Assignment> Write out every line below that contains "args".

(Material provided begins)

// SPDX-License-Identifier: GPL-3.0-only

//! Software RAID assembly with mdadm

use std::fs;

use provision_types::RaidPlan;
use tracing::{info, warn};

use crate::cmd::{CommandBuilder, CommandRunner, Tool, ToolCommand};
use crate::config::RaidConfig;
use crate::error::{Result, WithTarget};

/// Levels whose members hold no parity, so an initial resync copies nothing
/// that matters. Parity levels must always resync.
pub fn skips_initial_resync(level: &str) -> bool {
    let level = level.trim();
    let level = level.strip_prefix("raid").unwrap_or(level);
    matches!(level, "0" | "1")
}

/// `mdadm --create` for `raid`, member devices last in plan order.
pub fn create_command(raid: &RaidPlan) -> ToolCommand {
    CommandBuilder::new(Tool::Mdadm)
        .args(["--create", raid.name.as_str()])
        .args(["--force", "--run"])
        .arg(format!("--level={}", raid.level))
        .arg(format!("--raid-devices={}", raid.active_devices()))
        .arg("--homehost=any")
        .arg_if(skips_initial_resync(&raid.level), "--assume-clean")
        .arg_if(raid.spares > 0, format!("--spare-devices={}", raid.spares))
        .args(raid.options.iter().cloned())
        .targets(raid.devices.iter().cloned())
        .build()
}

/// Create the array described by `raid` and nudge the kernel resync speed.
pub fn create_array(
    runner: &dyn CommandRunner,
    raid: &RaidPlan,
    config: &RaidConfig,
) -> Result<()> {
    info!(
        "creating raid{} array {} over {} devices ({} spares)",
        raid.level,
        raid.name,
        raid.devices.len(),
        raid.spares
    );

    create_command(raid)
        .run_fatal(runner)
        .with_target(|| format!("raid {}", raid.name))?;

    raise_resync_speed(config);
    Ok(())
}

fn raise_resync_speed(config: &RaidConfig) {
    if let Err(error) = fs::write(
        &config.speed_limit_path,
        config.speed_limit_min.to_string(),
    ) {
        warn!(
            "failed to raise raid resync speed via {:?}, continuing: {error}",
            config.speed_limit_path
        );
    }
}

(Material provided ends)

Response to this task>
        .args(["--create", raid.name.as_str()])
        .args(["--force", "--run"])
        .args(raid.options.iter().cloned())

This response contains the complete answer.